Vatican Support for New Hope
New Hope is scheduled to begin operating in 2004. For details, contact the New Hope Foundation, Box 201, Kensington, MD 20895, (301) 946-6395.
One of the most noteworthy developments for New Hope was participation in the Congress on the Family and Integration of the Disabled, at the Vatican, December 2-4, 1999. The invitation to attend came from Alfonso Cardinal Lopez Trujillo, President of the Pontifical Council on the Family, who wrote to New Hope founders John and Daphne Stegmaier, "We feel that because of your work, you may be interested in the themes and ideas that will be presented at the meeting." In fact, the Stegmaiers did find the presentations and discussions instructive and, on the whole, an encouraging reflection of the progressive, enlightened attitudes of experts from different parts of the world.

At the conclusion of the Congress, the participants were received in audience by Pope John Paul II, who presented a rosary to each of them. In a statement to the group, the Pope said that, when children are at risk of being rejected by others, it is the family that can best teach them that they are entitled to the same dignity and respect as healthy children enjoy. "Welcoming the weakest, aiding them in their journey, is a sign of civilization," said the Pope.

He stressed that, by themselves, families cannot cope fully with the problems of disabled children and that the Church and the community-at-large must share the burdens of such families. Thus, specialized organizations for disabled children and other forms of help are necessary "to ensure the presence of people with whom the disabled child can dialogue and establish relationships of education and friendship."

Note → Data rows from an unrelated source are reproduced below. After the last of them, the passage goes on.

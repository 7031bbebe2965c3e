//! Password hashing and verification using Argon2id

use argon2::{
    password_hash::{rand_core::OsRng, PasswordHash, PasswordHasher, PasswordVerifier, SaltString},
    Algorithm, Argon2, Params, Version,
};
use cr_shared::config::PasswordConfig;

use crate::domain::entities::StoredSecret;
use crate::errors::{AuthError, DomainError};

/// Converts plaintext passwords into stored secrets and checks attempts against them
pub trait SecretHasher: Send + Sync + 'static {
    /// Hash `plaintext` with a fresh random salt
    fn hash(&self, plaintext: &str) -> Result<StoredSecret, AuthError>;

    /// True iff `plaintext` matches `stored`; malformed secrets never match
    fn verify(&self, plaintext: &str, stored: &StoredSecret) -> bool;
}

/// Argon2 cost parameters
#[derive(Debug, Clone, Copy, PartialEq, Eq)]
pub struct HashingParams {
    /// Memory cost in KiB
    pub memory_kib: u32,
    /// Number of passes
    pub iterations: u32,
    /// Degree of parallelism
    pub parallelism: u32,
}

impl Default for HashingParams {
    fn default() -> Self {
        Self {
            memory_kib: Params::DEFAULT_M_COST,
            iterations: Params::DEFAULT_T_COST,
            parallelism: Params::DEFAULT_P_COST,
        }
    }
}

impl From<&PasswordConfig> for HashingParams {
    fn from(config: &PasswordConfig) -> Self {
        Self {
            memory_kib: config.memory_kib,
            iterations: config.iterations,
            parallelism: config.parallelism,
        }
    }
}

/// Argon2id credential hasher
///
/// ## Security
///
/// - Algorithm: Argon2id, version 0x13
/// - Salt: random 16-byte salt generated per hash
/// - Output: PHC string embedding algorithm, version, cost and salt, so
///   secrets created with older cost parameters still verify
#[derive(Clone)]
pub struct CredentialHasher {
    argon2: Argon2<'static>,
    params: HashingParams,
}

impl std::fmt::Debug for CredentialHasher {
    fn fmt(&self, f: &mut std::fmt::Formatter<'_>) -> std::fmt::Result {
        f.debug_struct("CredentialHasher")
            .field("params", &self.params)
            .finish()
    }
}

impl Default for CredentialHasher {
    fn default() -> Self {
        Self {
            argon2: Argon2::default(),
            params: HashingParams::default(),
        }
    }
}

impl CredentialHasher {
    /// Creates a hasher with the given cost parameters
    ///
    /// # Returns
    ///
    /// * `Ok(CredentialHasher)` - Hasher ready for use
    /// * `Err(DomainError::Internal)` - Parameters rejected by Argon2
    pub fn new(params: HashingParams) -> Result<Self, DomainError> {
        let argon2_params = Params::new(params.memory_kib, params.iterations, params.parallelism, None)
            .map_err(|e| DomainError::Internal {
                message: format!("Invalid password hashing parameters: {}", e),
            })?;

        Ok(Self {
            argon2: Argon2::new(Algorithm::Argon2id, Version::V0x13, argon2_params),
            params,
        })
    }

    /// Creates a hasher from configuration
    pub fn from_config(config: &PasswordConfig) -> Result<Self, DomainError> {
        Self::new(HashingParams::from(config))
    }

    /// Cost parameters used for new hashes
    pub fn params(&self) -> HashingParams {
        self.params
    }

    /// Hash a password
    ///
    /// The encoded output differs on every call because the salt does;
    /// every output verifies against the same plaintext.
    pub fn hash(&self, plaintext: &str) -> Result<StoredSecret, AuthError> {
        let salt = SaltString::generate(&mut OsRng);

        let password_hash = self
            .argon2
            .hash_password(plaintext.as_bytes(), &salt)
            .map_err(|e| {
                tracing::error!(error = %e, "Password hashing failed");
                AuthError::CredentialHashingFailed
            })?
            .to_string();

        Ok(StoredSecret::new(password_hash))
    }

    /// Verify a password against a stored secret
    ///
    /// Uses the parameters embedded in `stored`. A secret that does not parse
    /// as a PHC string, or names an unsupported algorithm, yields `false`.
    pub fn verify(&self, plaintext: &str, stored: &StoredSecret) -> bool {
        let parsed_hash = match PasswordHash::new(stored.as_str()) {
            Ok(hash) => hash,
            Err(e) => {
                tracing::warn!(error = %e, "Stored secret is malformed");
                return false;
            }
        };

        match self.argon2.verify_password(plaintext.as_bytes(), &parsed_hash) {
            Ok(()) => true,
            Err(argon2::password_hash::Error::Password) => false,
            Err(e) => {
                tracing::warn!(error = %e, "Stored secret could not be verified");
                false
            }
        }
    }
}

impl SecretHasher for CredentialHasher {
    fn hash(&self, plaintext: &str) -> Result<StoredSecret, AuthError> {
        CredentialHasher::hash(self, plaintext)
    }

    fn verify(&self, plaintext: &str, stored: &StoredSecret) -> bool {
        CredentialHasher::verify(self, plaintext, stored)
    }
}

An important validation of New Hope has come from the "Recommendations of the Symposium on Brain Alterations" organized by the Pontifical Council for the Family. Two of the symposium's recommendations are as follows:

"We recommend that pastors be aware that behavioral disorders are frequently caused by biochemical imbalance, nutritutional deficiency, and/or immunological reactions to foods or the environment, and that correction of these disorders is possible. "We recommend that the Diocese and parish should guide families these modern therapies, which offer new hope, and also that the parishes make persons with cerebral impairments feel loved and welcomed in the liturgy, catechesis, and all aspects of parish life."